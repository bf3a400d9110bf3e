use crate::error::ListError;
use globset::{Glob, GlobSet, GlobSetBuilder};
use serde::{Deserialize, Serialize};
use std::fs;
use std::io;
use std::path::{Path, PathBuf};
use tracing::{debug, warn};
use walkdir::WalkDir;

/// A file found while listing a folder.
///
/// This is a snapshot: it goes stale as soon as the filesystem changes.
#[derive(Debug, Clone, PartialEq, Eq, Serialize, Deserialize)]
pub struct FileEntry {
    /// Base name including the extension
    pub name: String,
    /// Absolute path to the file
    pub path: PathBuf,
    /// Folder containing the file
    pub directory: PathBuf,
}

impl FileEntry {
    pub fn from_path(path: &Path) -> Option<Self> {
        let name = path.file_name()?.to_str()?.to_string();
        let directory = path.parent()?.to_path_buf();
        Some(Self {
            name,
            path: path.to_path_buf(),
            directory,
        })
    }
}

/// Options controlling which files [`list_files_with`] returns
#[derive(Debug, Clone, Default, PartialEq, Eq, Serialize, Deserialize)]
pub struct ListOptions {
    /// Descend into nested folders
    pub recursive: bool,
    /// Only list files whose path relative to the folder matches one of these globs
    #[serde(default)]
    pub include: Vec<String>,
    /// Skip files whose path relative to the folder matches one of these globs
    #[serde(default)]
    pub exclude: Vec<String>,
}

impl ListOptions {
    pub fn recursive(recursive: bool) -> Self {
        Self {
            recursive,
            ..Self::default()
        }
    }
}

/// List the files of `directory`, descending into nested folders when `recursive` is set.
pub fn list_files(directory: &Path, recursive: bool) -> Result<Vec<FileEntry>, ListError> {
    list_files_with(directory, &ListOptions::recursive(recursive))
}

/// List the files of `directory` using the given options.
///
/// Only files are returned, never folders. Symlinks are not followed into
/// folders, but a symlink pointing at a file is listed like a file. Entries are
/// sorted by file name within each folder.
pub fn list_files_with(
    directory: &Path,
    options: &ListOptions,
) -> Result<Vec<FileEntry>, ListError> {
    let metadata = fs::metadata(directory).map_err(|e| {
        if e.kind() == io::ErrorKind::NotFound {
            ListError::NotFound(directory.to_path_buf())
        } else {
            ListError::Io {
                path: directory.to_path_buf(),
                source: e,
            }
        }
    })?;
    if !metadata.is_dir() {
        return Err(ListError::NotADirectory(directory.to_path_buf()));
    }

    let root = resolve_folder(directory);
    let include = build_globset(&options.include)?;
    let exclude = build_globset(&options.exclude)?;

    let max_depth = if options.recursive { usize::MAX } else { 1 };
    let walker = WalkDir::new(&root)
        .min_depth(1)
        .max_depth(max_depth)
        .follow_links(false)
        .sort_by_file_name();

    let mut files = Vec::new();
    for entry in walker {
        let entry = entry.map_err(|e| {
            let path = e.path().map_or_else(|| root.clone(), Path::to_path_buf);
            ListError::Io {
                path,
                source: e.into(),
            }
        })?;

        let file_type = entry.file_type();
        if file_type.is_dir() {
            continue;
        }
        if file_type.is_symlink() && !entry.path().is_file() {
            continue;
        }

        let relative = entry.path().strip_prefix(&root).unwrap_or(entry.path());
        if let Some(ref globs) = include {
            if !globs.is_match(relative) {
                continue;
            }
        }
        if let Some(ref globs) = exclude {
            if globs.is_match(relative) {
                continue;
            }
        }

        match FileEntry::from_path(entry.path()) {
            Some(file) => files.push(file),
            None => warn!(path = %entry.path().display(), "Skipping file with a non UTF-8 name"),
        }
    }

    debug!(
        folder = %root.display(),
        recursive = options.recursive,
        count = files.len(),
        "Listed files"
    );
    Ok(files)
}

/// Build a glob set from patterns, returning None when there are no patterns
pub fn build_globset(patterns: &[String]) -> Result<Option<GlobSet>, ListError> {
    if patterns.is_empty() {
        return Ok(None);
    }

    let mut builder = GlobSetBuilder::new();
    for pattern in patterns {
        let glob = Glob::new(pattern).map_err(|source| ListError::InvalidGlob {
            pattern: pattern.clone(),
            source,
        })?;
        builder.add(glob);
    }
    builder
        .build()
        .map(Some)
        .map_err(|source| ListError::InvalidGlob {
            pattern: patterns.join(","),
            source,
        })
}

/// Absolute, canonical form of `directory`, or just absolute if canonicalizing fails
pub fn resolve_folder(directory: &Path) -> PathBuf {
    let absolute = if directory.is_absolute() {
        directory.to_path_buf()
    } else {
        std::env::current_dir()
            .map(|cwd| cwd.join(directory))
            .unwrap_or_else(|_| directory.to_path_buf())
    };
    absolute.canonicalize().unwrap_or(absolute)
}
--
## Work to be completed
Write out every record shown above, word for word.

## Your solution
repository bf3a400d9110bf3e
use crate::error::ListError;
use globset::{Glob, GlobSet, GlobSetBuilder};
use serde::{Deserialize, Serialize};
use std::fs;
use std::io;
use std::path::{Path, PathBuf};
use tracing::{debug, warn};
use walkdir::WalkDir;

/// A file found while listing a folder.
///
/// This is a snapshot: it goes stale as soon as the filesystem changes.
#[derive(Debug, Clone, PartialEq, Eq, Serialize, Deserialize)]
pub struct FileEntry {
    /// Base name including the extension
    pub name: String,
    /// Absolute path to the file
    pub path: PathBuf,
    /// Folder containing the file
    pub directory: PathBuf,
}

impl FileEntry {
    pub fn from_path(path: &Path) -> Option<Self> {
        let name = path.file_name()?.to_str()?.to_string();
        let directory = path.parent()?.to_path_buf();
        Some(Self {
            name,
            path: path.to_path_buf(),
            directory,
        })
    }
}

/// Options controlling which files [`list_files_with`] returns
#[derive(Debug, Clone, Default, PartialEq, Eq, Serialize, Deserialize)]
pub struct ListOptions {
    /// Descend into nested folders
    pub recursive: bool,
    /// Only list files whose path relative to the folder matches one of these globs
    #[serde(default)]
    pub include: Vec<String>,
    /// Skip files whose path relative to the folder matches one of these globs
    #[serde(default)]
    pub exclude: Vec<String>,
}

impl ListOptions {
    pub fn recursive(recursive: bool) -> Self {
        Self {
            recursive,
            ..Self::default()
        }
    }
}

/// List the files of `directory`, descending into nested folders when `recursive` is set.
pub fn list_files(directory: &Path, recursive: bool) -> Result<Vec<FileEntry>, ListError> {
    list_files_with(directory, &ListOptions::recursive(recursive))
}

/// List the files of `directory` using the given options.
///
/// Only files are returned, never folders. Symlinks are not followed into
/// folders, but a symlink pointing at a file is listed like a file. Entries are
/// sorted by file name within each folder.
pub fn list_files_with(
    directory: &Path,
    options: &ListOptions,
) -> Result<Vec<FileEntry>, ListError> {
    let metadata = fs::metadata(directory).map_err(|e| {
        if e.kind() == io::ErrorKind::NotFound {
            ListError::NotFound(directory.to_path_buf())
        } else {
            ListError::Io {
                path: directory.to_path_buf(),
                source: e,
            }
        }
    })?;
    if !metadata.is_dir() {
        return Err(ListError::NotADirectory(directory.to_path_buf()));
    }

    let root = resolve_folder(directory);
    let include = build_globset(&options.include)?;
    let exclude = build_globset(&options.exclude)?;

    let max_depth = if options.recursive { usize::MAX } else { 1 };
    let walker = WalkDir::new(&root)
        .min_depth(1)
        .max_depth(max_depth)
        .follow_links(false)
        .sort_by_file_name();

    let mut files = Vec::new();
    for entry in walker {
        let entry = entry.map_err(|e| {
            let path = e.path().map_or_else(|| root.clone(), Path::to_path_buf);
            ListError::Io {
                path,
                source: e.into(),
            }
        })?;

        let file_type = entry.file_type();
        if file_type.is_dir() {
            continue;
        }
        if file_type.is_symlink() && !entry.path().is_file() {
            continue;
        }

        let relative = entry.path().strip_prefix(&root).unwrap_or(entry.path());
        if let Some(ref globs) = include {
            if !globs.is_match(relative) {
                continue;
            }
        }
        if let Some(ref globs) = exclude {
            if globs.is_match(relative) {
                continue;
            }
        }

        match FileEntry::from_path(entry.path()) {
            Some(file) => files.push(file),
            None => warn!(path = %entry.path().display(), "Skipping file with a non UTF-8 name"),
        }
    }

    debug!(
        folder = %root.display(),
        recursive = options.recursive,
        count = files.len(),
        "Listed files"
    );
    Ok(files)
}

/// Build a glob set from patterns, returning None when there are no patterns
pub fn build_globset(patterns: &[String]) -> Result<Option<GlobSet>, ListError> {
    if patterns.is_empty() {
        return Ok(None);
    }

    let mut builder = GlobSetBuilder::new();
    for pattern in patterns {
        let glob = Glob::new(pattern).map_err(|source| ListError::InvalidGlob {
            pattern: pattern.clone(),
            source,
        })?;
        builder.add(glob);
    }
    builder
        .build()
        .map(Some)
        .map_err(|source| ListError::InvalidGlob {
            pattern: patterns.join(","),
            source,
        })
}

/// Absolute, canonical form of `directory`, or just absolute if canonicalizing fails
pub fn resolve_folder(directory: &Path) -> PathBuf {
    let absolute = if directory.is_absolute() {
        directory.to_path_buf()
    } else {
        std::env::current_dir()
            .map(|cwd| cwd.join(directory))
            .unwrap_or_else(|_| directory.to_path_buf())
    };
    absolute.canonicalize().unwrap_or(absolute)
}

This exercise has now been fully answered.